These ideas which Sam was presenting were getting traction with my symptoms right away. I felt better. My mind was clearer. I was leaning in to spending time with God again without fear of “losing it”. I was/am rediscovering joy.

Joy is all about attachment (to God and one another). Anger, Fear, Shame, Sadness, Disgust, Overwhelmedness are all part of life on a fallen planet. They are inescapable. BUT they are not our default condition and when they sow up, we can return to joy from them…if we know what Joy is, if we understand that it’s ok to return to joy and if we know the practices that achieve it.

The foundation of all this is neurobiology.
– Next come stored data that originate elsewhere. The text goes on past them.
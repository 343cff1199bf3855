// 该文件是 Shijing （视镜） 项目的一部分。
// src/lib.rs - 库主文件
//
// 本文件根据 Apache 许可证第 2.0 版（以下简称“许可证”）授权使用；
// 除非遵守该许可证条款，否则您不得使用本文件。
// 您可通过以下网址获取许可证副本：
// http://www.apache.org/licenses/LICENSE-2.0
// 除非适用法律要求或书面同意，根据本许可协议分发的软件均按“原样”提供，
// 不附带任何形式的明示或暗示的保证或条件。
// 有关许可权限与限制的具体条款，请参阅本许可协议。
//
// Copyright (C) 2026 Johann Li <me@qinka.pro>, Wareless Group

pub mod frame;
pub mod geometry;
pub mod input;
pub mod model;
pub mod output;
pub mod pixelate;
pub mod privacy;
pub mod record;
pub mod sampler;
pub mod server;
pub mod task;

pub trait FromUrl {
  type Error;
  fn from_url(url: &url::Url) -> Result<Self, Self::Error>
  where
    Self: Sized;
}

pub trait FromUrlWithScheme: FromUrl {
  const SCHEME: &'static str;
}

/// 取出 URL 中的文件路径，并还原百分号编码
pub fn url_file_path(url: &url::Url) -> String {
  let path = url.path();
  match urlencoding::decode(path) {
    Ok(decoded) => decoded.into_owned(),
    Err(_) => path.to_string(),
  }
}
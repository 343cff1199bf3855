// 该文件是 Shijing （视镜） 项目的一部分。
// src/output/save_image_file.rs - 保存图像文件
//
// 本文件根据 Apache 许可证第 2.0 版（以下简称“许可证”）授权使用；
// 除非遵守该许可证条款，否则您不得使用本文件。
// 您可通过以下网址获取许可证副本：
// http://www.apache.org/licenses/LICENSE-2.0
// 除非适用法律要求或书面同意，根据本许可协议分发的软件均按“原样”提供，
// 不附带任何形式的明示或暗示的保证或条件。
// 有关许可权限与限制的具体条款，请参阅本许可协议。
//
// Copyright (C) 2026 Johann Li <me@qinka.pro>, Wareless Group

use std::path::{Path, PathBuf};

use thiserror::Error;
use tracing::info;
use url::Url;

use crate::{
  FromUrl, FromUrlWithScheme,
  frame::VideoFrame,
  output::{
    Annotated, Render,
    draw::{Draw, DrawError},
  },
  url_file_path,
};

/// 把结果写到单个图像文件，每次渲染都会覆盖
pub struct SaveImageFileOutput {
  path: PathBuf,
  draw: Option<Draw>,
}

#[derive(Error, Debug)]
pub enum SaveImageFileError {
  #[error("I/O 错误: {0}")]
  IoError(#[from] std::io::Error),
  #[error("图像错误: {0}")]
  ImageError(#[from] image::ImageError),
  #[error("绘制错误: {0}")]
  DrawError(#[from] DrawError),
  #[error("URI 方案不匹配: {0}")]
  SchemeMismatch(String),
}

impl FromUrlWithScheme for SaveImageFileOutput {
  const SCHEME: &'static str = "image";
}

impl FromUrl for SaveImageFileOutput {
  type Error = SaveImageFileError;

  fn from_url(uri: &Url) -> Result<Self, Self::Error> {
    if uri.scheme() != Self::SCHEME {
      return Err(SaveImageFileError::SchemeMismatch(format!(
        "期望保存方式 '{}', 实际保存方式 '{}'",
        Self::SCHEME,
        uri.scheme()
      )));
    }

    Ok(SaveImageFileOutput {
      path: PathBuf::from(url_file_path(uri)),
      draw: Draw::from_query(uri)?,
    })
  }
}

impl SaveImageFileOutput {
  fn save_image(&self, image: &image::RgbImage) -> Result<(), SaveImageFileError> {
    if let Some(parent) = Path::new(&self.path).parent()
      && !parent.as_os_str().is_empty()
    {
      std::fs::create_dir_all(parent)?;
    }

    image.save(&self.path)?;
    info!("保存图像到文件: {}", self.path.display());

    Ok(())
  }
}

impl<T: Annotated> Render<VideoFrame, T> for SaveImageFileOutput {
  type Error = SaveImageFileError;

  fn render_result(&self, frame: &VideoFrame, result: &T) -> Result<(), Self::Error> {
    let image = result.output_image(frame);
    match &self.draw {
      Some(draw) => {
        let mut image = image.clone();
        draw.draw_boxes(&mut image, result.boxes(), result.label());
        self.save_image(&image)
      }
      None => self.save_image(image),
    }
  }
}

#[cfg(test)]
mod tests {
  use super::*;
  use crate::{geometry::BBox, privacy::Redaction};
  use image::{Rgb, RgbImage};

  #[test]
  fn test_saves_redacted_image() {
    let dir = std::env::temp_dir().join(format!("shijing-save-image-{}", std::process::id()));
    let path = dir.join("nested").join("out.png");
    let url = Url::parse(&format!("image://{}", path.display())).unwrap();
    let output = SaveImageFileOutput::from_url(&url).unwrap();

    let frame = VideoFrame::new(0, 0, RgbImage::new(4, 4));
    let redaction = Redaction {
      image: RgbImage::from_pixel(4, 4, Rgb([10, 20, 30])),
      boxes: vec![BBox::new(0.0, 0.0, 2.0, 2.0)],
    };
    output.render_result(&frame, &redaction).unwrap();

    let saved = image::open(&path).unwrap().to_rgb8();
    assert_eq!(*saved.get_pixel(3, 3), Rgb([10, 20, 30]));
    std::fs::remove_dir_all(&dir).unwrap();
  }

  #[test]
  fn test_scheme_mismatch() {
    let url = Url::parse("folder:///tmp/out").unwrap();
    assert!(matches!(
      SaveImageFileOutput::from_url(&url),
      Err(SaveImageFileError::SchemeMismatch(_))
    ));
  }
}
Research shows that our ability to access joy is largely a right brain affair (supported by the left brain for sure, but joy kind of “originates” in the right). The right brain is the first stop for information as it comes in from the world through our senses. 6 times/second it is processing the sensations, the sights , sounds, smells of the world, the context in which we are living, and then other parts of the brain compare that information with the stories and the meanings we have collected. It tries to make sense of what we’re feeling compared to what we believe about the world, what we’ve been taught and what is expected of us by the others around us; what is considered “good” or “normal” behavior.

Not the Author’s actual brain

This is happening ALL THE TIME in fractions of a second, faster than conscious thought. In other words, you can’t will yourself to think differently because “will” is a slower process. Interestingly, early Christians seemed to know this.

God designed the brain to be constantly asking “Who am I, what is happening right now and how should I be relating to it?” all in the background of conscious thought. Examples of conscious thought are: “She was pretty mad at me yesterday, I should make sure I’m extra kind today…” or “The kids haven’t called in a week. They must have forgotten about me.” Those are complicated, conscious thoughts that take a LONG time and a lot of work to emerge, compared to the stuff the right brain does, even though is feels like those more complex thoughts just pop into existence.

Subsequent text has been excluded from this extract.